I’m voting for Senn because I think she’ll make the best attorney general. But I’m also voting for her because I want to give the finger to the powerful business interests who tried to buy this election.
(Oh… and in the unlikely case that a Republican is looking to me for electoral guidance, absolutely go for Mike Vaska. Not only is he incredibly more qualified than Rob McKenna, if he wins the nomination it will be a nice “up your’s” to state Republican Party dictator chair Chris Vance.)
Seattle Families and Education Levy
The purpose of this levy is to close the achievement gap between different income and racial groups by providing “readiness for school” programs. Things like preschool, health clinics at high schools and middle schools, social workers to help families deal with truancy and other problems.
Let’s not sugar coat it. If you are narrow-minded, short-sighted and mean-spirited enough to vote against this levy, I’m going to go to your house and grab the money out of your wallet myself, you sick, selfish bastard.
Um… that means, vote Yes.
8th Congressional District
In the Democratic primary, the choice is clear: Dave Ross. Or maybe Alex Alben. They are both strong candidates who I trust to make the right decisions in Congress. Fortunately, I don’t vote in the 8th District, so I don’t have to make up my mind. (And I have nothing against Heidi Behrens-Benedict, except her name is too long, and she’s an incredibly awful public speaker.)
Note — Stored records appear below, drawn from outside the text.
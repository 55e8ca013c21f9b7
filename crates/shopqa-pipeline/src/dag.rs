//! Task graph construction and traversal
//!
//! Keeps forward and reverse edges so both scheduling (levels) and failure
//! handling (everything downstream of a failed task) are cheap.

use crate::tasks::Task;
use crate::PipelineError;
use shopqa_transform::DbtStep;
use std::collections::{HashMap, HashSet, VecDeque};

/// Task identifier (e.g. `ingest_orders`)
pub type TaskId = String;

/// Dependency graph with forward and reverse edges
#[derive(Debug, Clone, Default)]
pub struct TaskGraph {
    /// Forward edges: task -> tasks it depends on
    parents: HashMap<TaskId, Vec<TaskId>>,

    /// Reverse edges: task -> tasks that depend on it
    children: HashMap<TaskId, Vec<TaskId>>,

    /// Tasks in insertion order, which is also the order within a level
    tasks: Vec<TaskId>,
}

impl TaskGraph {
    pub fn new() -> Self {
        Self::default()
    }

    /// Add a task; adding it twice is a no-op
    pub fn add_task(&mut self, id: impl Into<TaskId>) {
        let id = id.into();
        if !self.contains(&id) {
            self.tasks.push(id);
        }
    }

    /// Make `child` depend on `parent`
    pub fn add_edge(&mut self, parent: &str, child: &str) -> Result<(), PipelineError> {
        for id in [parent, child] {
            if !self.contains(id) {
                return Err(PipelineError::UnknownTask(id.to_string()));
            }
        }

        let parents = self.parents.entry(child.to_string()).or_default();
        if !parents.iter().any(|p| p == parent) {
            parents.push(parent.to_string());
            self.children
                .entry(parent.to_string())
                .or_default()
                .push(child.to_string());
        }
        Ok(())
    }

    pub fn contains(&self, id: &str) -> bool {
        self.tasks.iter().any(|t| t == id)
    }

    pub fn tasks(&self) -> &[TaskId] {
        &self.tasks
    }

    /// Immediate dependencies of a task
    pub fn parents(&self, id: &str) -> Vec<&TaskId> {
        self.parents
            .get(id)
            .map(|deps| deps.iter().collect())
            .unwrap_or_default()
    }

    /// Immediate dependents of a task
    pub fn children(&self, id: &str) -> Vec<&TaskId> {
        self.children
            .get(id)
            .map(|deps| deps.iter().collect())
            .unwrap_or_default()
    }

    /// Every task reachable through child edges, nearest first
    ///
    /// This is what gets skipped when `id` fails.
    pub fn downstream(&self, id: &str) -> Vec<TaskId> {
        let mut visited = HashSet::new();
        let mut queue: VecDeque<&TaskId> = self.children(id).into_iter().collect();
        let mut result = Vec::new();

        while let Some(current) = queue.pop_front() {
            if !visited.insert(current) {
                continue;
            }
            result.push(current.clone());
            queue.extend(self.children(current).into_iter().filter(|c| !visited.contains(c)));
        }

        result
    }

    /// Topological levels: every task appears after all of its parents, and
    /// tasks sharing a level have no path between them
    pub fn stages(&self) -> Result<Vec<Vec<TaskId>>, PipelineError> {
        let mut in_degree: HashMap<&str, usize> = self
            .tasks
            .iter()
            .map(|t| (t.as_str(), self.parents(t).len()))
            .collect();

        let mut current: Vec<&TaskId> = self
            .tasks
            .iter()
            .filter(|t| in_degree.get(t.as_str()) == Some(&0))
            .collect();
        let mut stages = Vec::new();
        let mut placed = 0;

        // Kahn's algorithm, one level at a time
        while !current.is_empty() {
            let mut next = Vec::new();
            for task in &current {
                for child in self.children(task) {
                    if let Some(degree) = in_degree.get_mut(child.as_str()) {
                        *degree -= 1;
                        if *degree == 0 {
                            next.push(child);
                        }
                    }
                }
            }
            next.sort_by_key(|t| self.position(t));

            placed += current.len();
            stages.push(current.into_iter().cloned().collect());
            current = next;
        }

        if placed != self.tasks.len() {
            let stuck = self
                .tasks
                .iter()
                .filter(|t| in_degree.get(t.as_str()).is_some_and(|d| *d > 0))
                .cloned()
                .collect();
            return Err(PipelineError::Cycle(stuck));
        }

        Ok(stages)
    }

    fn position(&self, id: &str) -> usize {
        self.tasks.iter().position(|t| t == id).unwrap_or(usize::MAX)
    }
}

/// The daily pipeline graph
///
/// Without `include_transform` the ingest tasks feed validation directly,
/// for runs against staging tables that are maintained elsewhere.
pub fn default_pipeline(include_transform: bool) -> TaskGraph {
    let mut graph = TaskGraph::new();
    let mut add = |task: Task| graph.add_task(task.id());

    add(Task::InitWarehouse);
    for task in Task::INGEST {
        add(task);
    }
    if include_transform {
        for step in DbtStep::ALL {
            add(Task::Dbt(step));
        }
    }
    add(Task::ValidateQuality);
    add(Task::AlertOnIssues);
    add(Task::GenerateQualityReport);

    let edge = |graph: &mut TaskGraph, parent: Task, child: Task| {
        // Both ends were added above
        let _ = graph.add_edge(&parent.id(), &child.id());
    };

    let first_after_ingest = if include_transform {
        Task::Dbt(DbtStep::ALL[0])
    } else {
        Task::ValidateQuality
    };
    for ingest in Task::INGEST {
        edge(&mut graph, Task::InitWarehouse, ingest);
        edge(&mut graph, ingest, first_after_ingest);
    }
    if include_transform {
        for pair in DbtStep::ALL.windows(2) {
            edge(&mut graph, Task::Dbt(pair[0]), Task::Dbt(pair[1]));
        }
        if let Some(last) = DbtStep::ALL.last() {
            edge(&mut graph, Task::Dbt(*last), Task::ValidateQuality);
        }
    }
    edge(&mut graph, Task::ValidateQuality, Task::AlertOnIssues);
    edge(&mut graph, Task::ValidateQuality, Task::GenerateQualityReport);

    graph
}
If I was voting on the Republican side, Conrad Lee would be my hands down pick. And that my friends is why I don’t mourn the passing of our ridiculous “open primary.”
Judges
I say, write in Beavis & Butthead creator “Mike Judge” for every position. Like 99.99% of voters, I am totally unqualified to elect judges, so who am I to endorse any?
That said, under no circumstances are you to vote for BIAW-stooge Jim Johnson for Supreme Court. No, really. If you do fill in the little circle next to his name, your ballot will burst into flames, and you’re likely to get a nasty burn.
So that’s it. My hands are cramping so that’s all the endorsements you’ll see from me tonight. Follow them… don’t follow them… it’s a secret ballot, so what will I know.
Just whatever you do, ignore all the “this isn’t the primary we want” whining and get out there and vote. Unless of course, you plan to vote for that nutcase, Jim Johnson, in which case, I suggest you just stay at home.